How Do You Undermine a Disciplemaking Movement?
Greg Ogden

If you are a pastor reading this blog post, you would love to have reproducing, disciple makers in your congregation.


Even better, you would love to see a culture where the expectation and practice is that a maturing Christian is one who makes disciples as a lifestyle and you are experiencing the momentum of disciple makers reproducing to the fourth generation.


If this were the case the forward movement would be off the charts. I know, I have seen it and felt it. People now leading disciplemaking groups after being participants move to a new different level of ownership and passion.


It takes time and sustained focus to get this place.


But most churches never get here because of two fatal errors:


You try to move too fast: By far the number one reason disciple making movements don’t even get off the ground is attempting to move too fast.


I can’t count how many times I watched pastors catch the transformative power of a MicroGroups only to shoot themselves in the foot by trying to start too many too fast.


I was invited to do one of my one-day seminars at a local church. The pastor was revved up.


They even made T-shirts for their year of disciplemaking.


I have two of them. I warned the pastor to start small. I advised that he and a couple of other staff and solid lay leaders begin their experiment and carefully monitor the life within the groups.


When I inquired some time later how things were going with their MicroGroups, he confessed that they had fizzled out.


Why?


He said, “I didn’t listen to you.”


He made a church wide pitch to have people sign up in order to jump start the process. They started 30 groups with great fanfare and within a couple of years only a remnant remained and none of them had birthed new groups.


Another form of moving too fast is to use Discipleship Essentials as preaching content for the year. Discipleship Essentials has 25 lessons which can become the preaching content for 25 weekends while small groups are birthed to gather around each lesson.


I can understand the desire to connect worship to a small group experience.


It is an opportunity to go deeper.


The problem is that it becomes a program that lasts for a year and then you are on to the next thing.


What you have done is create one more consumer experience without actually equipping people to disciple others.


In addition, traditional small groups are too large to create the kind of intimacy necessary for transformation.
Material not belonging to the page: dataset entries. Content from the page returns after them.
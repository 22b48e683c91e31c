//! Prints programs in the textual form read by `text`.

use crate::code::IrCode;
use crate::instruction::{Instruction, InstructionKind};
use crate::pass::Pass;
use crate::program::{AccessFlags, AppView, ClassDef, MethodDef};
use crate::text::optimization_flag_names;
use crate::value::ValueId;
use dexshrink_core::{DexType, Literal};
use std::fmt::{self, Write};

pub fn print_code(code: &IrCode) -> String {
    CodePrinter(code).to_string()
}

pub fn print_program(app: &AppView) -> String {
    ProgramPrinter(app).to_string()
}

/// Prints the program to stdout.
pub struct Print;

impl Pass for Print {
    fn name(&self) -> &str {
        "print"
    }

    fn run(&mut self, app: &mut AppView) {
        print!("{}", ProgramPrinter(app));
    }
}

pub struct ProgramPrinter<'a>(pub &'a AppView);

impl fmt::Display for ProgramPrinter<'_> {
    fn fmt(&self, f: &mut fmt::Formatter<'_>) -> fmt::Result {
        for class in self.0.classes() {
            write_class(f, class)?;
        }
        Ok(())
    }
}

pub struct CodePrinter<'a>(pub &'a IrCode);

impl fmt::Display for CodePrinter<'_> {
    fn fmt(&self, f: &mut fmt::Formatter<'_>) -> fmt::Result {
        write_blocks(f, self.0, "")
    }
}

fn write_class(f: &mut fmt::Formatter<'_>, class: &ClassDef) -> fmt::Result {
    if class.is_library() {
        f.write_str("library ")?;
    }
    if class.is_interface() {
        f.write_str("interface ")?;
    } else if class.flags.contains(AccessFlags::ABSTRACT) {
        f.write_str("abstract ")?;
    }
    if class.flags.contains(AccessFlags::FINAL) {
        f.write_str("final ")?;
    }
    write!(f, "class {}", class.ty)?;
    if let Some(super_type) = class.super_type {
        if super_type != DexType::OBJECT {
            write!(f, " extends {}", super_type)?;
        }
    }
    if !class.interfaces.is_empty() {
        f.write_str(" implements")?;
        for interface in &class.interfaces {
            write!(f, " {}", interface)?;
        }
    }
    f.write_str(" {\n")?;
    for field in &class.fields {
        f.write_str("  ")?;
        write_modifiers(f, field.flags)?;
        writeln!(f, "field {} {}", field.reference.name, field.reference.ty)?;
    }
    for method in &class.methods {
        write_method(f, method)?;
    }
    f.write_str("}\n")
}

fn write_modifiers(f: &mut fmt::Formatter<'_>, flags: AccessFlags) -> fmt::Result {
    const MODIFIERS: [(AccessFlags, &str); 7] = [
        (AccessFlags::PUBLIC, "public"),
        (AccessFlags::PRIVATE, "private"),
        (AccessFlags::STATIC, "static"),
        (AccessFlags::FINAL, "final"),
        (AccessFlags::NATIVE, "native"),
        (AccessFlags::SYNCHRONIZED, "synchronized"),
        (AccessFlags::ABSTRACT, "abstract"),
    ];
    for (flag, name) in MODIFIERS {
        if flags.contains(flag) {
            write!(f, "{} ", name)?;
        }
    }
    Ok(())
}

fn write_method(f: &mut fmt::Formatter<'_>, method: &MethodDef) -> fmt::Result {
    f.write_str("  method ")?;
    write_modifiers(f, method.flags)?;
    write!(f, "{}{}", method.reference.name, method.reference.proto)?;
    let flags = optimization_flag_names(method.optimization_info.flags);
    if !flags.is_empty() {
        write!(f, " {}", flags.join(", "))?;
    }
    match &method.code {
        Some(code) => {
            f.write_str(" {\n")?;
            write_blocks(f, code, "  ")?;
            f.write_str("  }\n")
        }
        None => f.write_str("\n"),
    }
}

fn write_blocks(f: &mut fmt::Formatter<'_>, code: &IrCode, indent: &str) -> fmt::Result {
    for (id, block) in code.blocks() {
        writeln!(f, "{}{:?}:", indent, id)?;
        for handler in &block.catch_handlers {
            writeln!(f, "{}  catch {} {:?}", indent, handler.guard, handler.target)?;
        }
        for &phi in &block.phis {
            write!(f, "{}  {:?} = phi", indent, phi)?;
            for input in code.value(phi).phi_inputs().unwrap_or_default() {
                write!(f, " {:?}", input)?;
            }
            f.write_char('\n')?;
        }
        for &instruction in &block.instructions {
            f.write_str(indent)?;
            f.write_str("  ")?;
            write_instruction(f, code.instruction(instruction))?;
            f.write_char('\n')?;
        }
    }
    Ok(())
}

fn arithmetic_suffix(ty: DexType) -> &'static str {
    if ty == DexType::LONG {
        "-long"
    } else if ty == DexType::FLOAT {
        "-float"
    } else if ty == DexType::DOUBLE {
        "-double"
    } else {
        ""
    }
}

fn write_values(f: &mut fmt::Formatter<'_>, values: &[ValueId]) -> fmt::Result {
    for value in values {
        write!(f, " {:?}", value)?;
    }
    Ok(())
}

fn write_string_literal(f: &mut fmt::Formatter<'_>, value: &str) -> fmt::Result {
    f.write_char('"')?;
    for c in value.chars() {
        match c {
            '"' => f.write_str("\\\"")?,
            '\\' => f.write_str("\\\\")?,
            '\n' => f.write_str("\\n")?,
            '\t' => f.write_str("\\t")?,
            c => f.write_char(c)?,
        }
    }
    f.write_char('"')
}

fn write_instruction(f: &mut fmt::Formatter<'_>, instruction: &Instruction) -> fmt::Result {
    if let Some(out) = instruction.out_value {
        write!(f, "{:?} = ", out)?;
    }
    use InstructionKind::*;
    match &instruction.kind {
        Argument { index } => write!(f, "arg {}", index),
        ConstNumber(Literal::Int(v)) => write!(f, "const {}", v),
        ConstNumber(Literal::Long(v)) => write!(f, "const-wide {}", v),
        ConstNumber(Literal::Float(v)) => write!(f, "const-float {}", v),
        ConstNumber(Literal::Double(v)) => write!(f, "const-double {}", v),
        ConstNumber(Literal::Null) => f.write_str("const-null"),
        ConstString(value) => {
            f.write_str("const-string ")?;
            write_string_literal(f, value)
        }
        ConstClass(ty) => write!(f, "const-class {}", ty),
        Move { src } => write!(f, "move {:?}", src),
        Assume { src } => write!(f, "assume {:?}", src),
        CheckCast { src, ty } => write!(f, "check-cast {:?} {}", src, ty),
        Binop {
            op,
            ty,
            left,
            right,
        } => write!(
            f,
            "{}{} {:?} {:?}",
            op.name(),
            arithmetic_suffix(*ty),
            left,
            right
        ),
        Unop { op, ty, operand } => {
            write!(f, "{}{} {:?}", op.name(), arithmetic_suffix(*ty), operand)
        }
        Cmp { left, right } => write!(f, "cmp {:?} {:?}", left, right),
        NewArrayEmpty { ty, size } => write!(f, "new-array {} {:?}", ty, size),
        NewArrayFilled { ty, elements } => {
            write!(f, "filled-new-array {}", ty)?;
            write_values(f, elements)
        }
        NewArrayFilledData {
            ty,
            element_width,
            data,
        } => {
            write!(f, "new-array-data {} {}", ty, element_width)?;
            for value in data {
                write!(f, " {}", value)?;
            }
            Ok(())
        }
        ArrayGet { array, index } => write!(f, "aget {:?} {:?}", array, index),
        ArrayPut {
            array,
            index,
            value,
        } => write!(f, "aput {:?} {:?} {:?}", array, index, value),
        ArrayLength { array } => write!(f, "array-length {:?}", array),
        StaticGet { field } => write!(f, "sget {}", field),
        StaticPut { field, value } => write!(f, "sput {} {:?}", field, value),
        InstanceGet { object, field } => write!(f, "iget {:?} {}", object, field),
        InstancePut {
            object,
            field,
            value,
        } => write!(f, "iput {:?} {} {:?}", object, field, value),
        NewInstance { ty } => write!(f, "new-instance {}", ty),
        Invoke {
            kind,
            method,
            arguments,
        } => {
            write!(f, "{} {}", kind.name(), method)?;
            write_values(f, arguments)
        }
        If {
            kind,
            left,
            right,
            true_target,
            false_target,
        } => match right {
            Some(right) => write!(
                f,
                "if-{} {:?} {:?} {:?} {:?}",
                kind.name(),
                left,
                right,
                true_target,
                false_target
            ),
            None => write!(
                f,
                "if-{}z {:?} {:?} {:?}",
                kind.name(),
                left,
                true_target,
                false_target
            ),
        },
        Switch {
            value,
            keys,
            targets,
            fallthrough,
        } => {
            write!(f, "switch {:?}", value)?;
            for (key, target) in keys.iter().zip(targets) {
                write!(f, " {}:{:?}", key, target)?;
            }
            write!(f, " default:{:?}", fallthrough)
        }
        Goto { target } => write!(f, "goto {:?}", target),
        Return { value: Some(value) } => write!(f, "return {:?}", value),
        Return { value: None } => f.write_str("return"),
        Throw { exception } => write!(f, "throw {:?}", exception),
    }
}

#[cfg(test)]
mod tests {
    use super::*;

    const PROGRAM: &str = "library class Ljava/lang/Object; {
  method public <init>()V no-side-effects
}
class LA; extends LB; implements LI; {
  public static final field x I
  method public static <clinit>()V postponable-clinit {
  block0:
    v0 = const 5
    v1 = const-string \"say \\\"hi\\\"\"
    v2 = new-array [I v0
    v3 = add-long v0 v0
    if-gez v0 block1 block2
  block1:
    aput v2 v0 v0
    goto block2
  block2:
    v4 = phi v0 v0
    sput LA;->x:I v4
    v5 = invoke-static LB;->f(I)I v4
    switch v5 1:block3 default:block3
  block3:
    return
  }
}
";

    #[test]
    fn test_print_is_parseable() {
        let app = AppView::read_text(PROGRAM).unwrap();
        let printed = print_program(&app);
        assert_eq!(printed, PROGRAM);
        let reparsed = AppView::read_text(&printed).unwrap();
        assert_eq!(print_program(&reparsed), printed);
    }

    #[test]
    fn test_print_code() {
        let app = AppView::read_text(PROGRAM).unwrap();
        let clinit = app
            .factory()
            .create_class_initializer(DexType::new("LA;"));
        let code = app.method_definition(&clinit).unwrap().code.as_ref().unwrap();
        let printed = print_code(code);
        assert!(printed.starts_with("block0:\n  v0 = const 5\n"));
        assert!(printed.contains("  v4 = phi v0 v0\n"));
    }
}
#![no_main]
use arbitrary::Arbitrary;
use dexshrink_core::DexType;
use dexshrink_ir::{AppView, ClassInitializerSideEffectAnalysis};
use libfuzzer_sys::fuzz_target;

const PRELUDE: &str = "
class LEnv; {
  static field flag I
  static field array [I
}
class LOther; {
  static field y I
  method static run()V {
  block0:
    return
  }
}
";

#[derive(Debug, Arbitrary)]
enum Stmt {
    OwnConst(i32),
    OwnFromEnv,
    ForeignWrite(i32),
    CallRun,
    LocalArray(u8, u8),
    ForeignArray,
    Guarded(Box<Stmt>),
}

impl Stmt {
    fn touches_other_classes(&self) -> bool {
        match self {
            Stmt::ForeignWrite(_) | Stmt::CallRun | Stmt::ForeignArray => true,
            Stmt::Guarded(inner) => inner.touches_other_classes(),
            _ => false,
        }
    }
}

struct Emitter {
    lines: Vec<String>,
    values: usize,
    blocks: usize,
}

impl Emitter {
    fn value(&mut self) -> String {
        self.values += 1;
        format!("v{}", self.values)
    }

    fn stmt(&mut self, stmt: &Stmt) {
        match stmt {
            Stmt::OwnConst(k) => {
                let v = self.value();
                self.lines.push(format!("{v} = const {k}"));
                self.lines.push(format!("sput LA;->x:I {v}"));
            }
            Stmt::OwnFromEnv => {
                let v = self.value();
                self.lines.push(format!("{v} = sget LEnv;->flag:I"));
                self.lines.push(format!("sput LA;->x:I {v}"));
            }
            Stmt::ForeignWrite(k) => {
                let v = self.value();
                self.lines.push(format!("{v} = const {k}"));
                self.lines.push(format!("sput LOther;->y:I {v}"));
            }
            Stmt::CallRun => self.lines.push("invoke-static LOther;->run()V".to_string()),
            Stmt::LocalArray(size, index) => {
                let (s, a, i) = (self.value(), self.value(), self.value());
                self.lines.push(format!("{s} = const {size}"));
                self.lines.push(format!("{a} = new-array [I {s}"));
                self.lines.push(format!("{i} = const {index}"));
                self.lines.push(format!("aput {a} {i} {s}"));
            }
            Stmt::ForeignArray => {
                let (a, i) = (self.value(), self.value());
                self.lines.push(format!("{a} = sget LEnv;->array:[I"));
                self.lines.push(format!("{i} = const 0"));
                self.lines.push(format!("aput {a} {i} {i}"));
            }
            Stmt::Guarded(inner) => {
                let c = self.value();
                let (then, join) = (self.blocks + 1, self.blocks + 2);
                self.blocks += 2;
                self.lines.push(format!("{c} = sget LEnv;->flag:I"));
                self.lines.push(format!("if-nez {c} block{then} block{join}"));
                self.lines.push(format!("block{then}:"));
                self.stmt(inner);
                self.lines.push(format!("goto block{join}"));
                self.lines.push(format!("block{join}:"));
            }
        }
    }
}

fuzz_target!(|stmts: Vec<Stmt>| {
    let mut emitter = Emitter {
        lines: vec!["block0:".to_string()],
        values: 0,
        blocks: 0,
    };
    for stmt in &stmts {
        emitter.stmt(stmt);
    }
    emitter.lines.push("return".to_string());
    let source = format!(
        "{PRELUDE}class LA; {{\n  static field x I\n  method static <clinit>()V {{\n{}\n  }}\n}}\n",
        emitter.lines.join("\n")
    );

    let app = AppView::read_text(&source).expect("generated program should parse");
    let clinit = app.factory().create_class_initializer(DexType::new("LA;"));
    let code = app
        .method_definition(&clinit)
        .and_then(|method| method.code.as_ref())
        .expect("LA; has a class initializer");
    let verdict = ClassInitializerSideEffectAnalysis::class_initializer_can_be_postponed(&app, code);

    assert_eq!(
        verdict,
        ClassInitializerSideEffectAnalysis::class_initializer_can_be_postponed(&app, code)
    );
    if stmts.iter().any(Stmt::touches_other_classes) {
        assert!(verdict.cannot_be_postponed(), "{source}");
    }
});
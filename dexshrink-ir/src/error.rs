use crate::value::ValueId;
use dexshrink_core::MethodRef;
use thiserror::Error;

/// Errors raised while constructing method code.
#[derive(Debug, Error)]
pub enum IrError {
    #[error("value {0} is used but never defined")]
    UndefinedValue(ValueId),

    #[error("value {0} is defined more than once")]
    RedefinedValue(ValueId),

    #[error("invalid code for {method}:\n{}", .errors.join("\n"))]
    Invalid {
        method: MethodRef,
        errors: Vec<String>,
    },
}
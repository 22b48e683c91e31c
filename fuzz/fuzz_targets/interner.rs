#![no_main]
use dexshrink_support::StringInterner;
use libfuzzer_sys::fuzz_target;
use std::sync::Arc;

fuzz_target!(|data: &[u8]| {
    if let Ok(s) = std::str::from_utf8(data) {
        let interner = Arc::new(StringInterner::new());
        let first = interner.intern(s);
        let threads: Vec<_> = (0..4)
            .map(|_| {
                let interner = interner.clone();
                let local = s.to_string();
                std::thread::spawn(move || interner.intern(&local))
            })
            .collect();
        for thread in threads {
            let interned = thread.join().expect("interning thread panicked");
            assert!(std::ptr::eq(first, interned));
        }
        assert_eq!(interner.len(), 1);
    }
});
//! Incremental construction of `IrCode`.

use crate::code::{BasicBlock, CatchHandler, IrCode};
use crate::error::IrError;
use crate::instruction::{BlockId, InstrId, Instruction, InstructionKind};
use crate::ops::{IfKind, InvokeKind};
use crate::validation::Validator;
use crate::value::{Value, ValueDefinition, ValueId};
use dexshrink_core::{DexType, FieldRef, Literal, MethodRef};

pub struct IrBuilder {
    method: MethodRef,
    is_static: bool,
    blocks: Vec<BasicBlock>,
    instructions: Vec<Instruction>,
    definitions: Vec<Option<ValueDefinition>>,
}

impl IrBuilder {
    pub fn new(method: MethodRef, is_static: bool) -> Self {
        Self {
            method,
            is_static,
            blocks: Vec::new(),
            instructions: Vec::new(),
            definitions: Vec::new(),
        }
    }

    pub fn add_block(&mut self) -> BlockId {
        self.blocks.push(BasicBlock::default());
        BlockId(self.blocks.len() as u32 - 1)
    }

    pub fn add_catch_handler(&mut self, block: BlockId, guard: DexType, target: BlockId) {
        self.blocks[block.index()]
            .catch_handlers
            .push(CatchHandler { guard, target });
    }

    /// Allocates a value id whose definition is supplied later, which is how
    /// phis can refer to values defined further down a loop.
    pub fn reserve_value(&mut self) -> ValueId {
        self.definitions.push(None);
        ValueId(self.definitions.len() as u32 - 1)
    }

    pub fn append(&mut self, block: BlockId, kind: InstructionKind) -> InstrId {
        self.push_instruction(block, kind, None)
    }

    pub fn append_value(&mut self, block: BlockId, kind: InstructionKind) -> ValueId {
        let value = self.reserve_value();
        let id = self.push_instruction(block, kind, Some(value));
        self.definitions[value.index()] = Some(ValueDefinition::Instruction(id));
        value
    }

    /// Appends an instruction defining a previously reserved value.
    pub fn append_with_out(
        &mut self,
        block: BlockId,
        kind: InstructionKind,
        out: ValueId,
    ) -> Result<InstrId, IrError> {
        self.check_undefined(out)?;
        let id = self.push_instruction(block, kind, Some(out));
        self.definitions[out.index()] = Some(ValueDefinition::Instruction(id));
        Ok(id)
    }

    pub fn add_phi(&mut self, block: BlockId, inputs: Vec<ValueId>) -> ValueId {
        let value = self.reserve_value();
        self.definitions[value.index()] = Some(ValueDefinition::Phi { block, inputs });
        self.blocks[block.index()].phis.push(value);
        value
    }

    pub fn define_phi(
        &mut self,
        value: ValueId,
        block: BlockId,
        inputs: Vec<ValueId>,
    ) -> Result<(), IrError> {
        self.check_undefined(value)?;
        self.definitions[value.index()] = Some(ValueDefinition::Phi { block, inputs });
        self.blocks[block.index()].phis.push(value);
        Ok(())
    }

    fn check_undefined(&self, value: ValueId) -> Result<(), IrError> {
        match self.definitions.get(value.index()) {
            Some(None) => Ok(()),
            Some(Some(_)) => Err(IrError::RedefinedValue(value)),
            None => Err(IrError::UndefinedValue(value)),
        }
    }

    fn push_instruction(
        &mut self,
        block: BlockId,
        kind: InstructionKind,
        out_value: Option<ValueId>,
    ) -> InstrId {
        let id = InstrId(self.instructions.len() as u32);
        self.instructions.push(Instruction {
            id,
            block,
            out_value,
            kind,
        });
        self.blocks[block.index()].instructions.push(id);
        id
    }

    // Shorthands used by tests and by code synthesized in passes.

    pub fn argument(&mut self, block: BlockId, index: u32) -> ValueId {
        self.append_value(block, InstructionKind::Argument { index })
    }

    pub fn const_int(&mut self, block: BlockId, value: i32) -> ValueId {
        self.append_value(block, InstructionKind::ConstNumber(Literal::Int(value)))
    }

    pub fn const_null(&mut self, block: BlockId) -> ValueId {
        self.append_value(block, InstructionKind::ConstNumber(Literal::Null))
    }

    pub fn const_string(&mut self, block: BlockId, value: &str) -> ValueId {
        self.append_value(block, InstructionKind::ConstString(value.to_string()))
    }

    pub fn static_get(&mut self, block: BlockId, field: FieldRef) -> ValueId {
        self.append_value(block, InstructionKind::StaticGet { field })
    }

    pub fn static_put(&mut self, block: BlockId, field: FieldRef, value: ValueId) -> InstrId {
        self.append(block, InstructionKind::StaticPut { field, value })
    }

    pub fn new_array_empty(&mut self, block: BlockId, ty: DexType, size: ValueId) -> ValueId {
        self.append_value(block, InstructionKind::NewArrayEmpty { ty, size })
    }

    pub fn array_put(
        &mut self,
        block: BlockId,
        array: ValueId,
        index: ValueId,
        value: ValueId,
    ) -> InstrId {
        self.append(
            block,
            InstructionKind::ArrayPut {
                array,
                index,
                value,
            },
        )
    }

    pub fn new_instance(&mut self, block: BlockId, ty: DexType) -> ValueId {
        self.append_value(block, InstructionKind::NewInstance { ty })
    }

    pub fn invoke(
        &mut self,
        block: BlockId,
        kind: InvokeKind,
        method: MethodRef,
        arguments: Vec<ValueId>,
    ) -> InstrId {
        self.append(
            block,
            InstructionKind::Invoke {
                kind,
                method,
                arguments,
            },
        )
    }

    pub fn invoke_value(
        &mut self,
        block: BlockId,
        kind: InvokeKind,
        method: MethodRef,
        arguments: Vec<ValueId>,
    ) -> ValueId {
        self.append_value(
            block,
            InstructionKind::Invoke {
                kind,
                method,
                arguments,
            },
        )
    }

    pub fn if_zero(
        &mut self,
        block: BlockId,
        kind: IfKind,
        value: ValueId,
        true_target: BlockId,
        false_target: BlockId,
    ) -> InstrId {
        self.append(
            block,
            InstructionKind::If {
                kind,
                left: value,
                right: None,
                true_target,
                false_target,
            },
        )
    }

    pub fn goto(&mut self, block: BlockId, target: BlockId) -> InstrId {
        self.append(block, InstructionKind::Goto { target })
    }

    pub fn return_void(&mut self, block: BlockId) -> InstrId {
        self.append(block, InstructionKind::Return { value: None })
    }

    /// Computes use lists and predecessors, then validates the result.
    pub fn finish(self) -> Result<IrCode, IrError> {
        let mut values = Vec::with_capacity(self.definitions.len());
        for (i, definition) in self.definitions.into_iter().enumerate() {
            let id = ValueId(i as u32);
            let definition = definition.ok_or(IrError::UndefinedValue(id))?;
            values.push(Value {
                id,
                definition,
                users: Vec::new(),
                phi_users: Vec::new(),
            });
        }

        // Out-of-range ids are left for the validator to report.
        for instruction in &self.instructions {
            for operand in instruction.in_values() {
                if let Some(value) = values.get_mut(operand.index()) {
                    if !value.users.contains(&instruction.id) {
                        value.users.push(instruction.id);
                    }
                }
            }
        }
        for phi in 0..values.len() {
            let inputs = values[phi].phi_inputs().map(<[ValueId]>::to_vec).unwrap_or_default();
            let phi_id = ValueId(phi as u32);
            for input in inputs {
                if let Some(value) = values.get_mut(input.index()) {
                    if !value.phi_users.contains(&phi_id) {
                        value.phi_users.push(phi_id);
                    }
                }
            }
        }

        let mut code = IrCode {
            method: self.method,
            is_static: self.is_static,
            blocks: self.blocks,
            instructions: self.instructions,
            values,
        };

        let num_blocks = code.blocks.len();
        for block in 0..num_blocks {
            for successor in code.successors(BlockId(block as u32)) {
                if successor.index() < num_blocks {
                    code.blocks[successor.index()]
                        .predecessors
                        .push(BlockId(block as u32));
                }
            }
        }

        let (valid, errors) = Validator::new(&code).validate();
        if !valid {
            return Err(IrError::Invalid {
                method: code.method,
                errors,
            });
        }
        Ok(code)
    }
}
The very thing that makes for a disciplemaking movement is equipping people to disciple others. But what you have actually done is set people up.


"That was nice this year. What is the program for next year?"


Our motto is "Start small. Go slow and deep. Think BIG."


I suggest to pastors who are wanting to get a feel for this approach to simply start one group.


Live into the experience for 12-18 months of meeting weekly to sense the inner dynamics.


Learn to develop a transparent atmosphere as people share their ups and downs of life and even get to the point of becoming mutually confessional.


Apply the truth of Scripture to real-life transformation. Develop the habits of weekly preparation of a biblically-based material and learn to articulate your insights to and learn from one another.


Watch the relational bonds form as you track with each other’s life and pray for one another.


Keep before each person the challenge to start their own group at the completion of this one. Supervise the birth of 3 or 4 new groups from the original one.


Let the movement grow organically over time.


Patient growth over time will lead to big things over 3 to 5 to 7 years.


Even as I write this, some of you are saying to yourself,


"I don’t have that kind of time."


Really?


Hear this challenge from Robert Coleman:


“One must decide where he wants his ministry to count--in the momentary applause of popular recognition (program splash) or in the reproduction of His life in a few chosen ones who will carry on his work after he has gone? Really, it is a question of which generation we are living for.”

(Robert Coleman, Master Plan of Evangelism, p. 37)

Excerpt

Begin with one small discipleship group. Avoid rushing or program-driven approaches. Patient growth yields lasting impact.